SERPINB3 (S‐B3), a cysteine‐proteases inhibitor up‐regulated in cirrhosis, dysplastic nodules and hepatocellular carcinoma (HCC), can trigger epithelial‐to‐mesenchymal transition (EMT) and increased invasiveness in hepatic cancer cells. In this study we have investigated whether hypoxia, through involvement of hypoxia inducible factors (HIFs), may affect S‐B3 expression by employing morphological, molecular and cell biology techniques in liver‐derived cancer cell lines, normal murine liver and liver specimens from HCC patients.Exposure of HepG2 and HUH7 cells to hypoxia resulted in S‐B3 up‐regulation in terms of mRNA, protein synthesis and release in the extracellular medium.
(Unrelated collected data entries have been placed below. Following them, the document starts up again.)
//! Byte-offset positions and spans shared by tokens and diagnostics.

#[cfg(feature = "serialize")]
use serde::{Deserialize, Serialize};
use std::fmt;

/// Text size / offset in bytes (UTF-8)
#[derive(Debug, Clone, Copy, Default, PartialEq, Eq, PartialOrd, Ord, Hash)]
#[cfg_attr(feature = "serialize", derive(Serialize, Deserialize))]
pub struct TextSize(u32);

/// Half-open byte range `start..end` into the source text
#[derive(Debug, Clone, Copy, Default, PartialEq, Eq, Hash)]
#[cfg_attr(feature = "serialize", derive(Serialize, Deserialize))]
pub struct TextRange {
    start: TextSize,
    end: TextSize,
}

impl TextSize {
    #[must_use]
    pub const fn new(offset: u32) -> Self {
        Self(offset)
    }

    #[must_use]
    pub const fn zero() -> Self {
        Self(0)
    }

    /// Offsets above `u32::MAX` saturate; source texts that large are not
    /// addressable by this crate.
    #[must_use]
    pub fn from_usize(offset: usize) -> Self {
        Self(u32::try_from(offset).unwrap_or(u32::MAX))
    }

    #[must_use]
    pub const fn raw(self) -> u32 {
        self.0
    }

    #[must_use]
    pub const fn to_usize(self) -> usize {
        self.0 as usize
    }
}

impl From<u32> for TextSize {
    fn from(offset: u32) -> Self {
        Self(offset)
    }
}

impl std::ops::Add<Self> for TextSize {
    type Output = Self;

    fn add(self, rhs: Self) -> Self::Output {
        Self(self.0 + rhs.0)
    }
}

impl std::ops::AddAssign<Self> for TextSize {
    fn add_assign(&mut self, rhs: Self) {
        self.0 += rhs.0;
    }
}

impl fmt::Display for TextSize {
    fn fmt(&self, f: &mut fmt::Formatter<'_>) -> fmt::Result {
        write!(f, "{}", self.0)
    }
}

impl TextRange {
    #[must_use]
    pub const fn new(start: TextSize, end: TextSize) -> Self {
        Self { start, end }
    }

    #[must_use]
    pub const fn at(start: TextSize, len: TextSize) -> Self {
        Self::new(start, TextSize(start.0 + len.0))
    }

    /// A zero-width range anchored at `offset`.
    #[must_use]
    pub const fn empty(offset: TextSize) -> Self {
        Self::new(offset, offset)
    }

    #[must_use]
    pub const fn start(self) -> TextSize {
        self.start
    }

    #[must_use]
    pub const fn end(self) -> TextSize {
        self.end
    }

    #[must_use]
    pub const fn len(self) -> TextSize {
        TextSize(self.end.0 - self.start.0)
    }

    #[must_use]
    pub const fn is_empty(self) -> bool {
        self.start.0 == self.end.0
    }

    #[must_use]
    pub const fn contains(self, offset: TextSize) -> bool {
        offset.0 >= self.start.0 && offset.0 < self.end.0
    }
}

impl fmt::Display for TextRange {
    fn fmt(&self, f: &mut fmt::Formatter<'_>) -> fmt::Result {
        write!(f, "{}..{}", self.start.0, self.end.0)
    }
}

#[cfg(feature = "diagnostics")]
impl From<TextRange> for miette::SourceSpan {
    fn from(range: TextRange) -> Self {
        Self::new(
            miette::SourceOffset::from(range.start().to_usize()),
            range.len().to_usize(),
        )
    }
}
The use of specific siRNAs and of ChIP assay revealed that S‐B3 up‐regulation is mediated by HIF‐2α (not HIF‐1α) binding to S‐B3 promoter and that this is a redox‐dependent event. The correlation between hypoxia, HIF‐2α and S‐B3 expression was supported by immunohistochemistry analysis on normal murine liver and on tumor specimens from HCV‐cirrhotic patients carrying HCC. Hypoxia, through HIF‐2α‐dependent and redox sensitive mechanisms, is the first ever described stimulus of pathophysiological relevance able to up‐regulate expression of S‐B3, a protein proposed as marker of early liver carcinogenesis.